Vendimiador y cajero de un bingo fueron algunos de los trabajos deAntón Castro (Galicia, 1959), que acaba de publicar un libro de relatos, «El testamento de amor» de Patricio Julve (Xordica). Recuerda así los comienzos de su vida laboral: «Mi primer empleo fue en la vendimia de Cariñena. Desconocía la existencia del cierzo y al cabo de ocho días tenía lumbalgia. Trabajé cinco años en un bingo, hasta las tres de la mañana: me encantaba repartir cartones, poner premios y mientras cantaban los números escribía poemas y cuentos. Conocí a mucha gente, historias sobrecogedoras y cotidianas. Jamás he jugado al bingo».
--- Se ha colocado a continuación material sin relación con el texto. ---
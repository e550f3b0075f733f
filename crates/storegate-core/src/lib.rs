//! # Storegate Core
//!
//! Request-level trust establishment for a multi-tenant storefront-platform
//! integration.
//!
//! This crate contains the domain logic for two trust decisions:
//!
//! - accepting or rejecting inbound signed webhook deliveries from the
//!   platform ([`WebhookGate`])
//! - driving the interactive authorization handshake that establishes a
//!   tenant's installed state ([`OAuthFlowController`])
//!
//! ## Architecture
//!
//! The core follows clean architecture principles:
//! - Business logic depends only on trait abstractions
//! - Infrastructure implementations (tenant store, session store, the
//!   platform authorize/authenticate actions) are injected at runtime
//! - No component retains cross-request mutable state
//!
//! ## Usage
//!
//! ```rust
//! use storegate_core::{ShopDomain, TenantId};
//!
//! let domain = ShopDomain::new("example.myshopify.com").unwrap();
//! let tenant_id = TenantId::new(42);
//! assert_eq!(domain.as_str(), "example.myshopify.com");
//! ```

use serde::Serialize;
use std::fmt;
use std::str::FromStr;
use zeroize::{Zeroize, ZeroizeOnDrop};

// ============================================================================
// Domain Identifier Types
// ============================================================================

/// Numeric identifier assigned to a tenant by the tenant store.
#[derive(Debug, Clone, Copy, PartialEq, Eq, Hash, Serialize)]
pub struct TenantId(u64);

impl TenantId {
    /// Create new tenant ID
    pub fn new(id: u64) -> Self {
        Self(id)
    }

    /// Get numeric value
    pub fn as_u64(&self) -> u64 {
        self.0
    }
}

impl fmt::Display for TenantId {
    fn fmt(&self, f: &mut fmt::Formatter<'_>) -> fmt::Result {
        write!(f, "{}", self.0)
    }
}

/// Platform-assigned hostname identifying a tenant.
///
/// Immutable value object. Construction normalizes the input (trimmed,
/// lowercased) and validates it against the platform domain grammar, so a
/// `ShopDomain` in hand is always a usable lookup key.
#[derive(Debug, Clone, PartialEq, Eq, Hash, Serialize)]
pub struct ShopDomain(String);

impl ShopDomain {
    /// Maximum hostname length accepted by the platform.
    pub const MAX_LENGTH: usize = 255;

    /// Create new shop domain with validation
    ///
    /// # Validation Rules
    /// - Must be non-empty after trimming
    /// - Must be at most 255 characters
    /// - Labels contain only ASCII alphanumerics and hyphens
    /// - Labels must not start or end with a hyphen
    /// - Must contain at least two labels separated by dots
    pub fn new(value: impl Into<String>) -> Result<Self, DomainError> {
        let value = value.into().trim().to_ascii_lowercase();

        if value.is_empty() {
            return Err(DomainError::Required);
        }

        if value.len() > Self::MAX_LENGTH {
            return Err(DomainError::TooLong {
                max_length: Self::MAX_LENGTH,
            });
        }

        let labels: Vec<&str> = value.split('.').collect();
        if labels.len() < 2 {
            return Err(DomainError::InvalidFormat { domain: value });
        }

        for label in &labels {
            if label.is_empty()
                || label.starts_with('-')
                || label.ends_with('-')
                || !label.chars().all(|c| c.is_ascii_alphanumeric() || c == '-')
            {
                return Err(DomainError::InvalidFormat { domain: value });
            }
        }

        Ok(Self(value))
    }

    /// Get string representation
    pub fn as_str(&self) -> &str {
        &self.0
    }
}

impl fmt::Display for ShopDomain {
    fn fmt(&self, f: &mut fmt::Formatter<'_>) -> fmt::Result {
        write!(f, "{}", self.0)
    }
}

impl FromStr for ShopDomain {
    type Err = DomainError;

    fn from_str(s: &str) -> Result<Self, Self::Err> {
        Self::new(s)
    }
}

// ============================================================================
// Tenant Record
// ============================================================================

/// Resolved record for a shop domain.
///
/// Owned by the external tenant store; this core never creates or deletes a
/// tenant, only reads the record and reports on its state.
#[derive(Debug, Clone, PartialEq, Eq)]
pub struct Tenant {
    /// Store-assigned identifier.
    pub id: TenantId,

    /// Platform-assigned hostname.
    pub domain: ShopDomain,

    /// Whether the integration is currently installed for this tenant.
    pub installed: bool,

    /// Whether the record is soft-deleted (retained for audit/recovery).
    pub deleted: bool,

    /// Whether the store holds an access token for this tenant. The token
    /// itself never crosses this boundary, only its presence.
    pub has_access_token: bool,
}

impl Tenant {
    /// Create an active, installed tenant record with a stored access token.
    pub fn new(id: TenantId, domain: ShopDomain) -> Self {
        Self {
            id,
            domain,
            installed: true,
            deleted: false,
            has_access_token: true,
        }
    }

    /// Mark this record as soft-deleted.
    pub fn soft_deleted(mut self) -> Self {
        self.deleted = true;
        self
    }

    /// Mark this record as lacking a stored access token.
    pub fn without_access_token(mut self) -> Self {
        self.has_access_token = false;
        self
    }
}

// ============================================================================
// Shared Secret
// ============================================================================

/// Per-tenant-class shared secret used for webhook HMAC computation.
///
/// Zeroized on drop. The `Debug` representation never reveals the value.
#[derive(Clone, PartialEq, Eq, Zeroize, ZeroizeOnDrop)]
pub struct ApiSecret(Vec<u8>);

impl ApiSecret {
    /// Wrap a raw secret value.
    pub fn new(secret: impl Into<Vec<u8>>) -> Self {
        Self(secret.into())
    }

    /// Get the raw secret bytes for keyed-digest computation.
    pub fn as_bytes(&self) -> &[u8] {
        &self.0
    }
}

impl From<&str> for ApiSecret {
    fn from(value: &str) -> Self {
        Self::new(value.as_bytes().to_vec())
    }
}

impl fmt::Debug for ApiSecret {
    fn fmt(&self, f: &mut fmt::Formatter<'_>) -> fmt::Result {
        f.debug_tuple("ApiSecret").field(&"<REDACTED>").finish()
    }
}

// ============================================================================
// Error Types
// ============================================================================

/// Error type for shop domain validation failures
#[derive(Debug, Clone, PartialEq, Eq, thiserror::Error)]
pub enum DomainError {
    #[error("shop domain is required")]
    Required,

    #[error("shop domain '{domain}' does not match the platform domain grammar")]
    InvalidFormat { domain: String },

    #[error("shop domain exceeds maximum length of {max_length}")]
    TooLong { max_length: usize },
}

/// Error type for tenant/session store failures.
///
/// Store failures are infrastructure failures, not trust decisions: they
/// propagate to the caller's generic error handling (5xx at the transport
/// boundary) and are never converted into a 401.
#[derive(Debug, Clone, PartialEq, Eq, thiserror::Error)]
pub enum StoreError {
    #[error("store unavailable: {message}")]
    Unavailable { message: String },
}

impl StoreError {
    /// Convenience constructor for backend failures.
    pub fn unavailable(message: impl Into<String>) -> Self {
        Self::Unavailable {
            message: message.into(),
        }
    }
}

/// Error type for secret provider failures
#[derive(Debug, Clone, PartialEq, Eq, thiserror::Error)]
pub enum SecretError {
    #[error("api secret is not configured")]
    NotConfigured,

    #[error("secret provider unavailable: {0}")]
    ProviderUnavailable(String),
}

// ============================================================================
// Module declarations
// ============================================================================

/// Webhook signature computation and constant-time verification
pub mod signature;

/// Tenant resolution over the external tenant store
pub mod resolver;

/// Session context construction and validation
pub mod session;

/// Webhook acceptance gate
pub mod gate;

/// Interactive authorization handshake orchestration
pub mod flow;

// Re-export key types for convenience
pub use flow::{
    AuthOutcome, AuthenticateAction, AuthenticateOutcome, AuthorizeAction, AuthorizeResult,
    FlowError, FlowRedirect, FlowState, HandshakeRequest, LoginPage, OAuthFlowController,
    RedirectPage, RETURN_TO_KEY,
};
pub use gate::{GateDecision, RejectReason, WebhookGate, WebhookRequest};
pub use resolver::{Resolution, ShopResolver, TenantStore};
pub use session::{SessionContext, SessionStore, SessionValidator};
pub use signature::{HmacVerifier, SecretProvider};

#[cfg(test)]
#[path = "lib_tests.rs"]
mod tests;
Lola López Mondéjar (Molina de Segura, 1958), que publicó hace unos meses su nueva novela «Mi amor desgraciado» (Siruela), hace compatible su trabajo como psicoanalista y la escritura: «Cada semana paso treinta horas junto a personas que sufren. Abro en silencio mi consulta, un sitio soleado y cálido, al abrigo de la intemperie del mundo, repaso las historias clínicas de mis pacientes, y me instaló detrás del diván a la escucha de sus respectivos mundos. Cuando termino, al caer la noche, el mío, maltrecho, se repara en la ficción».
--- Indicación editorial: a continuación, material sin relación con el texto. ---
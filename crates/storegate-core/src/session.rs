//! Session context construction and validation.
//!
//! A [`SessionContext`] is built when a tenant is resolved and discarded at
//! the end of request processing; it is never persisted by this core. The
//! [`SessionStore`] trait is the boundary to the surrounding framework's
//! request-scoped session storage and is used by the handshake flow for the
//! stashed return-to destination.

use crate::{StoreError, Tenant, TenantId};
use async_trait::async_trait;

// ============================================================================
// SessionContext
// ============================================================================

/// Association between a resolved tenant and a validity flag.
#[derive(Debug, Clone, Copy, PartialEq, Eq)]
pub struct SessionContext {
    /// Identity of the tenant this context was built for.
    pub tenant_id: TenantId,

    /// Whether the session is usable for authenticated work.
    pub valid: bool,
}

impl SessionContext {
    /// Create a context with an explicit validity flag.
    pub fn new(tenant_id: TenantId, valid: bool) -> Self {
        Self { tenant_id, valid }
    }

    /// Build the context for a freshly resolved tenant.
    ///
    /// The context is valid when the store holds an access token for the
    /// tenant and the record is not soft-deleted.
    pub fn for_tenant(tenant: &Tenant) -> Self {
        Self {
            tenant_id: tenant.id,
            valid: tenant.has_access_token && !tenant.deleted,
        }
    }
}

// ============================================================================
// SessionValidator
// ============================================================================

/// Checks that an existing session context is still valid for a tenant.
///
/// Pure check; never mutates the session store. Session assignment is an
/// external collaborator's responsibility, invoked before this check.
#[derive(Debug, Clone, Copy, Default)]
pub struct SessionValidator;

impl SessionValidator {
    /// Returns false if no context is associated, the tenant is flagged
    /// deleted, the context's recorded tenant identity does not match the
    /// resolved tenant, or the context itself is flagged invalid.
    pub fn is_valid(tenant: &Tenant, context: Option<&SessionContext>) -> bool {
        let Some(context) = context else {
            return false;
        };

        if tenant.deleted {
            return false;
        }

        if context.tenant_id != tenant.id {
            return false;
        }

        context.valid
    }
}

// ============================================================================
// SessionStore
// ============================================================================

/// Interface for request-scoped session storage.
///
/// Scoped to the current request/user context by the implementation; this
/// core only reads and clears values through it.
#[cfg_attr(test, mockall::automock)]
#[async_trait]
pub trait SessionStore: Send + Sync {
    /// Read a value by key.
    async fn get(&self, key: &str) -> Result<Option<String>, StoreError>;

    /// Stash a value under a key.
    async fn put(&self, key: &str, value: &str) -> Result<(), StoreError>;

    /// Remove a value by key. Removing an absent key is not an error.
    async fn forget(&self, key: &str) -> Result<(), StoreError>;
}

#[cfg(test)]
#[path = "session_tests.rs"]
mod tests;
El protagonista de su última novela, «Diles que son cadáveres» (Mondadori), es ataché cultural de la embajada mexicana en Dublín, una tarea que el mismo Jordi Soler (México, 1963) desempeñó hace un tiempo. De su experiencia diplomática recuerda algunas anécdotas: «Inventé una biblioteca de autores mexicanos en Trinity College, en Dublín. Una biblioteca muy modesta que ocupa un porcentaje mínimo de una estantería. Durante meses pedí a editores y a escritores mexicanos que me enviaran libros (y que pagaran ellos los envíos) y la respuesta fue asombrosa. El día de la inauguración salí feliz del Trinity College, con la sensación de que acababa de estrechar los lazos culturales entre México e Irlanda. Me subí a un taxi rumbo a la embajada y el chófer me pregunto dónde había nacido; le dije que en México y él me respondió; "claro, y habla usted inglés porque en México se habla inglés, como en Estados Unidos, ¿no?". Y antes de que pudiera responderle nada se lanzó a elogiar a la cantante mexicana Shakira, que es colombiana».
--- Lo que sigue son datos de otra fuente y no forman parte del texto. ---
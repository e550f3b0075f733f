//! Interactive authorization handshake orchestration.
//!
//! [`OAuthFlowController`] drives the handshake that establishes a tenant's
//! installed state: the login entry page, the authorization-code leg, and the
//! post-authorization redirect decision. The cryptographic exchange with the
//! remote platform is not performed here; the controller only decides which
//! leg of the flow to take, delegating to the injected authorize and
//! authenticate actions.
//!
//! The handshake resolves exactly one of three mutually exclusive outcomes
//! per invocation — needs login, needs authorization, authenticated — and the
//! mapping is exhaustive at the type level ([`AuthOutcome`]), so a
//! double-redirect or an ambiguous branch cannot be expressed.

use crate::{SessionStore, ShopDomain, StoreError};
use async_trait::async_trait;
use std::fmt;
use std::sync::Arc;
use tracing::{info, instrument, warn};

/// Session key under which a post-authentication destination is stashed.
pub const RETURN_TO_KEY: &str = "return_to";

// ============================================================================
// Collaborator Interfaces
// ============================================================================

/// Result of the external authorize action: the URL the user must visit to
/// grant the integration access.
#[derive(Debug, Clone, PartialEq, Eq)]
pub struct AuthorizeResult {
    /// Platform authorization URL for this tenant.
    pub url: String,
}

/// Inbound interactive request snapshot handed to the authenticate action.
#[derive(Debug, Clone, Default)]
pub struct HandshakeRequest {
    /// The `shop` query/body parameter, if supplied.
    pub shop: Option<String>,

    /// The authorization code returned by the platform, if present.
    pub code: Option<String>,
}

/// Raw result of the external authenticate action.
///
/// `status` is the action's tri-state verdict: `None` means something is
/// structurally wrong with the request, `Some(false)` means no valid
/// authorization code yet, `Some(true)` means the handshake is complete.
/// `Option<bool>` makes the three values mutually exclusive and exhaustive
/// at compile time; no fourth value is representable.
#[derive(Debug, Clone, PartialEq, Eq)]
pub struct AuthenticateOutcome {
    /// Authorization URL to redirect to when `status` is `Some(false)`.
    pub url: Option<String>,

    /// Tri-state handshake verdict.
    pub status: Option<bool>,
}

/// Interface for the external authorize action.
///
/// Computes the platform authorization URL for a tenant. The remote call is
/// synchronous from the flow's point of view; its own fatal errors propagate
/// and are not retried here.
#[cfg_attr(test, mockall::automock)]
#[async_trait]
pub trait AuthorizeAction: Send + Sync {
    /// Produce the authorization URL for the given shop.
    async fn authorize(&self, shop: &ShopDomain) -> Result<AuthorizeResult, FlowError>;
}

/// Interface for the external authenticate action.
#[cfg_attr(test, mockall::automock)]
#[async_trait]
pub trait AuthenticateAction: Send + Sync {
    /// Run the authenticate action over an inbound interactive request.
    async fn authenticate(
        &self,
        request: &HandshakeRequest,
    ) -> Result<AuthenticateOutcome, FlowError>;
}

// ============================================================================
// Outcomes
// ============================================================================

/// Tri-state result of the handshake orchestration.
///
/// Exactly one variant holds per invocation; produced fresh each call, never
/// persisted.
#[derive(Debug, Clone, PartialEq, Eq)]
pub enum AuthOutcome {
    /// Something is structurally wrong (e.g. missing or invalid shop);
    /// the caller must redirect to the login entry point.
    NeedsLogin,

    /// No valid authorization code yet; the caller must redirect the user to
    /// the supplied authorization URL.
    NeedsAuthorization {
        /// Platform authorization URL.
        auth_url: String,
    },

    /// Handshake complete.
    Authenticated,
}

impl AuthOutcome {
    /// The handshake state this outcome lands in.
    pub fn state(&self) -> FlowState {
        match self {
            Self::NeedsLogin => FlowState::Failed,
            Self::NeedsAuthorization { .. } => FlowState::AwaitingCode,
            Self::Authenticated => FlowState::Authenticated,
        }
    }
}

/// States of the interactive handshake, reported for diagnostics.
#[derive(Debug, Clone, Copy, PartialEq, Eq)]
pub enum FlowState {
    /// Login page shown; nothing established yet.
    Start,

    /// User sent to the platform; waiting for an authorization code.
    AwaitingCode,

    /// Handshake complete.
    Authenticated,

    /// Structurally broken request; back to login.
    Failed,
}

impl fmt::Display for FlowState {
    fn fmt(&self, f: &mut fmt::Formatter<'_>) -> fmt::Result {
        let name = match self {
            Self::Start => "start",
            Self::AwaitingCode => "awaiting_code",
            Self::Authenticated => "authenticated",
            Self::Failed => "failed",
        };
        write!(f, "{}", name)
    }
}

/// Data for the login entry page. Rendering is an external collaborator's
/// concern; this component only supplies the data.
#[derive(Debug, Clone, PartialEq, Eq)]
pub struct LoginPage {
    /// Domain the login page is bound to, when one was supplied.
    pub shop_domain: Option<ShopDomain>,
}

/// Data for the full-page redirect to the platform authorization screen.
#[derive(Debug, Clone, PartialEq, Eq)]
pub struct RedirectPage {
    /// Platform authorization URL.
    pub auth_url: String,

    /// Domain the redirect is bound to.
    pub shop_domain: ShopDomain,
}

/// HTTP-level redirect decision after `complete_authentication`.
#[derive(Debug, Clone, PartialEq, Eq)]
pub enum FlowRedirect {
    /// Redirect to the login entry point.
    Login,

    /// Redirect the user to the platform authorization URL.
    Authorization {
        /// Platform authorization URL.
        auth_url: String,
    },

    /// Redirect to the previously stashed destination, now consumed.
    ReturnTo(String),

    /// Redirect to the default landing destination.
    Home,
}

// ============================================================================
// Error Types
// ============================================================================

/// Errors raised while orchestrating the handshake.
#[derive(Debug, Clone, PartialEq, Eq, thiserror::Error)]
pub enum FlowError {
    /// The authorize action failed fatally.
    #[error("authorize action failed: {message}")]
    Authorize { message: String },

    /// The authenticate action failed fatally.
    #[error("authenticate action failed: {message}")]
    Authenticate { message: String },

    /// The session store failed while consuming the return-to value.
    #[error("session store failed: {0}")]
    Session(#[from] StoreError),

    /// A collaborator violated its contract (e.g. "needs authorization"
    /// without an authorization URL). Fatal, not a recoverable branch.
    #[error("collaborator contract violation: {message}")]
    InternalConsistency { message: String },
}

// ============================================================================
// OAuthFlowController
// ============================================================================

/// Orchestrates the interactive authorization handshake.
///
/// A standalone component invoked by a thin transport-layer handler, not
/// inherited behavior: the authorize and authenticate actions, and the
/// session store used for the return-to destination, are injected
/// explicitly. The controller holds no cross-request state.
pub struct OAuthFlowController {
    authorize: Arc<dyn AuthorizeAction>,
    authenticate: Arc<dyn AuthenticateAction>,
    sessions: Arc<dyn SessionStore>,
}

impl OAuthFlowController {
    /// Create a controller over the given collaborators.
    pub fn new(
        authorize: Arc<dyn AuthorizeAction>,
        authenticate: Arc<dyn AuthenticateAction>,
        sessions: Arc<dyn SessionStore>,
    ) -> Self {
        Self {
            authorize,
            authenticate,
            sessions,
        }
    }

    /// Produce the login entry page bound to the given domain.
    ///
    /// Always lands in [`FlowState::Start`].
    #[instrument(skip(self))]
    pub fn enter_login(&self, shop_domain: Option<ShopDomain>) -> LoginPage {
        info!(state = %FlowState::Start, "Entering login");
        LoginPage { shop_domain }
    }

    /// Begin the authorization leg for a shop.
    ///
    /// The public contract is simply "redirect target = authorization URL",
    /// independent of success or failure of the eventual grant.
    ///
    /// # Errors
    ///
    /// Fatal errors of the authorize action propagate unchanged; they are
    /// not retried here.
    #[instrument(skip(self), fields(shop = %shop_domain))]
    pub async fn begin_authorization(
        &self,
        shop_domain: &ShopDomain,
    ) -> Result<RedirectPage, FlowError> {
        let result = self.authorize.authorize(shop_domain).await?;

        info!(state = %FlowState::AwaitingCode, "Redirecting to authorization URL");
        Ok(RedirectPage {
            auth_url: result.url,
            shop_domain: shop_domain.clone(),
        })
    }

    /// Complete the authenticate leg and decide the next redirect.
    ///
    /// Maps the action's tri-state verdict to an [`AuthOutcome`] and, when
    /// authenticated, consumes the stashed return-to destination exactly
    /// once (read, then clear) before falling back to the default landing
    /// destination.
    ///
    /// # Errors
    ///
    /// Returns [`FlowError::InternalConsistency`] when the action reports
    /// "needs authorization" without supplying an authorization URL, and
    /// propagates authenticate-action and session-store failures.
    #[instrument(skip(self, request), fields(shop = request.shop.as_deref().unwrap_or("")))]
    pub async fn complete_authentication(
        &self,
        request: &HandshakeRequest,
    ) -> Result<FlowRedirect, FlowError> {
        let raw = self.authenticate.authenticate(request).await?;

        let outcome = match raw.status {
            None => AuthOutcome::NeedsLogin,
            Some(false) => {
                let auth_url = raw.url.ok_or_else(|| FlowError::InternalConsistency {
                    message: "authenticate action reported 'needs authorization' \
                              without an authorization URL"
                        .to_string(),
                })?;
                AuthOutcome::NeedsAuthorization { auth_url }
            }
            Some(true) => AuthOutcome::Authenticated,
        };

        info!(state = %outcome.state(), "Handshake outcome resolved");

        match outcome {
            AuthOutcome::NeedsLogin => {
                warn!("Structurally invalid handshake request; back to login");
                Ok(FlowRedirect::Login)
            }
            AuthOutcome::NeedsAuthorization { auth_url } => {
                Ok(FlowRedirect::Authorization { auth_url })
            }
            AuthOutcome::Authenticated => self.post_authentication_redirect().await,
        }
    }

    /// Decide where an authenticated request lands.
    ///
    /// Consumes the stashed return-to destination exactly once: the value is
    /// read and then cleared before the redirect is returned, so a second
    /// authenticated request in the same session falls back to home.
    async fn post_authentication_redirect(&self) -> Result<FlowRedirect, FlowError> {
        match self.sessions.get(RETURN_TO_KEY).await? {
            Some(target) => {
                self.sessions.forget(RETURN_TO_KEY).await?;
                info!(%target, "Consumed stashed return-to destination");
                Ok(FlowRedirect::ReturnTo(target))
            }
            None => Ok(FlowRedirect::Home),
        }
    }
}

impl fmt::Debug for OAuthFlowController {
    fn fmt(&self, f: &mut fmt::Formatter<'_>) -> fmt::Result {
        f.debug_struct("OAuthFlowController").finish_non_exhaustive()
    }
}

#[cfg(test)]
#[path = "flow_tests.rs"]
mod tests;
Ismael Grasa (Huesca, 1968) ha dedicado su último libro «La flecha en el aire» (Debate) a reflexionar sobre su experiencia como profesor de filosofía, pero antes de dedicarse a ladocencia, pasó años en la hostelería: «Trabajé un verano en una terraza de la Latina y después durante dos años fui camarero de fin de semana en el Vips de Sor Ángela de la Cruz. Empecé de ayudante, llevando charolas –de ahí el apodo de uno de los personajes de mi novela De Madrid al cielo– y montando mesas, y puedo decir que prácticamente me quedé en ese rango. Fui siempre en el turno de noche. Recuerdo el olor del chaleco sucio de sirope».
Ismael Grasa recuerda ese tiempo como una etapa no muy mala de su vida, pero para muchos escritores dedicarse en exclusiva a la literatura sigue siendo un sueño, que no siempre resulta maravilloso cuando se cumple.